Rochester school nurse Judy Hall checks a student for strep throat.


Nurses in Rochester city schools will keep their jobs through the end of the school year, thanks to an 11th-hour emergency fund pulled together by business and union leaders.

The community foundation was announced after a state Supreme Court justice refused to order the Monroe County Legislature to continue paying for the school nurse services, just two weeks before 77 nurses were to be laid off.

The city's three main hospital groups and Blue Cross Blue Shield pledged $250,000 toward the $700,000 needed to keep the nurses in the schools through June, said Rochester Teachers Association President Adam Urbanski.

In addition, Urbanski announced that he and other district union leaders would send a joint letter to members seeking individual contributions to the new foundation. The RTA will be asked to make a donation at a meeting next week.

"We're hopeful we can come up with a better long-term solution, but for now what's important is protecting our kids," Urbanski said. "This gets us through the school year without endangering the lives of our staff and students."

If the nurses had been laid off on April 1, "it would have brought teaching and learning almost to a halt," schools Superintendent Manuel Rivera told reporters.

He praised the unions for "stepping up to the plate" to keep the nurses in the schools. Aside from helping to put together the community foundation, union leaders were out front organizing rallies and getting the word out about how critical nurses are in the schools. "For us, it's an issue of safety for the children, but also for our members," Urbanski said. "RTA may not represent the nurses, but teachers and students certainly need them."

The funding problem erupted in December when the Monroe County Legislature cut $4 million from the program to help close the county's budget gap. In February, the crisis intensified when 77 school nurses were sent layoff notices effective April 1.

The city school district, with support from employee union leaders, filed legal action asking the court to order the county to continue funding.

However, in a March 18 decision, state Supreme Court Justice Kenneth Fisher ruled that the county wasn't obligated to pay the nurses even though it has been doing so since 1958. Fisher also ruled that the school district can legally hire nurses, which the district had argued it couldn't do because of an exception in a 1911 law for some urban districts like Rochester. Urbanski noted that in 1977 and again in 2003, the State Education Department advised that the school district does not have the legal authority to hire, contract for, or fund school nurse services.
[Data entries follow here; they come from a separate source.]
use criterion::{Criterion, criterion_group, criterion_main};
use glam::{DVec2, DVec3};
use obj_tiles::encoder::{Converter, GltfOptions, pack_face_set};
use obj_tiles::types::{Face, FaceVertex, Geometry, Mesh, Triangle};

/// `n`x`n` grid in the XZ plane with per-vertex normals and UVs.
fn make_grid(n: usize) -> Mesh {
    let verts = n + 1;
    let mut mesh = Mesh {
        name: "grid".into(),
        ..Default::default()
    };
    for z in 0..verts {
        for x in 0..verts {
            let fx = x as f64 / n as f64;
            let fz = z as f64 / n as f64;
            mesh.vertices.push(DVec3::new(fx * 100.0, (fx * fz).sin(), -fz * 100.0));
            mesh.normals.push(DVec3::Y);
            mesh.uvs.push(DVec2::new(fx, fz));
        }
    }

    let fv = |i: usize| {
        let i = i as u32 + 1;
        FaceVertex::new(i, i, i)
    };
    let mut triangles = Vec::with_capacity(2 * n * n);
    for z in 0..n {
        for x in 0..n {
            let tl = z * verts + x;
            let tr = tl + 1;
            let bl = tl + verts;
            let br = bl + 1;
            triangles.push(Triangle::new(fv(tl), fv(bl), fv(tr)));
            triangles.push(Triangle::new(fv(tr), fv(bl), fv(br)));
        }
    }
    mesh.geometries.push(Geometry {
        id: "grid".into(),
        faces: vec![Face {
            mat_name: String::new(),
            triangles,
        }],
    });
    mesh
}

fn bench_pack_face_set(c: &mut Criterion) {
    // 80K triangles, 40K unique vertices
    let mesh = make_grid(200);
    let triangles = &mesh.geometries[0].faces[0].triangles;

    c.bench_function("pack_face_set_80k", |b| {
        b.iter(|| pack_face_set(&mesh, triangles));
    });
}

fn bench_convert(c: &mut Criterion) {
    let mesh = make_grid(200);

    c.bench_function("convert_glb_80k", |b| {
        b.iter(|| {
            let options = GltfOptions {
                binary: true,
                with_batch_table: true,
                ..Default::default()
            };
            Converter::new(&mesh, ".", options).run()
        });
    });
}

criterion_group!(benches, bench_pack_face_set, bench_convert);
criterion_main!(benches);
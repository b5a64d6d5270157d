//! Vector, matrix and interval helpers shared by the encoder and tiler.
//!
//! Vector and matrix arithmetic comes from `glam`'s double-precision types;
//! this module adds the pieces glam does not ship.

pub mod interval;
pub mod obb;
pub mod rotation;

pub use interval::{BoundingBox, MinMax};
pub use obb::{
    OrientedBoundingBox, PlanarAxis, compute_project_to_2d_arguments, project_points_to_2d,
};
pub use rotation::{HeadingPitchRoll, to_column_major, translation_rotation_scale};
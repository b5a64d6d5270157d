pub mod material;
pub mod mesh;
pub mod tile;

pub use material::{Color, Dissolve, Material, Reflectivity, Spectral, Transparency, Xyz};
pub use mesh::{Face, FaceVertex, Geometry, Mesh, Triangle};
pub use tile::{BoundingVolume, Refine, Tile, TileContent, Tileset, TilesetAsset};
Rivera said he would recommend to the school board that the district appeal the ruling. Urbanski said he has asked New York State United Teachers lawyers to research the issue and consider filing an amicus brief for the appeal.

In addition, NYSUT's Legislative Department has been meeting with Rochester-area state lawmakers to seek alternative sources of funding.

NYSUT Executive Vice President Alan Lubin said the standoff shows how important it is for the state Legislature to pass a union-backed bill mandating a school nurse in every building.

"This fight to save our school nurses has dramatically shown just how desperately needed they are," Urbanski noted.

A union fact sheet reported school nurses kept medical alert plans for 9,425 students last year detailing severe allergies, chronic illness and other special health needs. Nurses dispensed 104,159 doses of medicine, including life-saving steroids for several hundred

children who use nebulizers for severe asthma. Dozens require catheterization on a daily basis. Eleven percent of the incoming kindergartners have health problems requiring ongoing medical supervision. And parents of 20 percent of the incoming kindergartners reported their child had never seen a dentist.

Last year, through on-site triage, nurses enabled students requiring medical treatment to return to class 81 percent of the time, rather than leave school for treatment.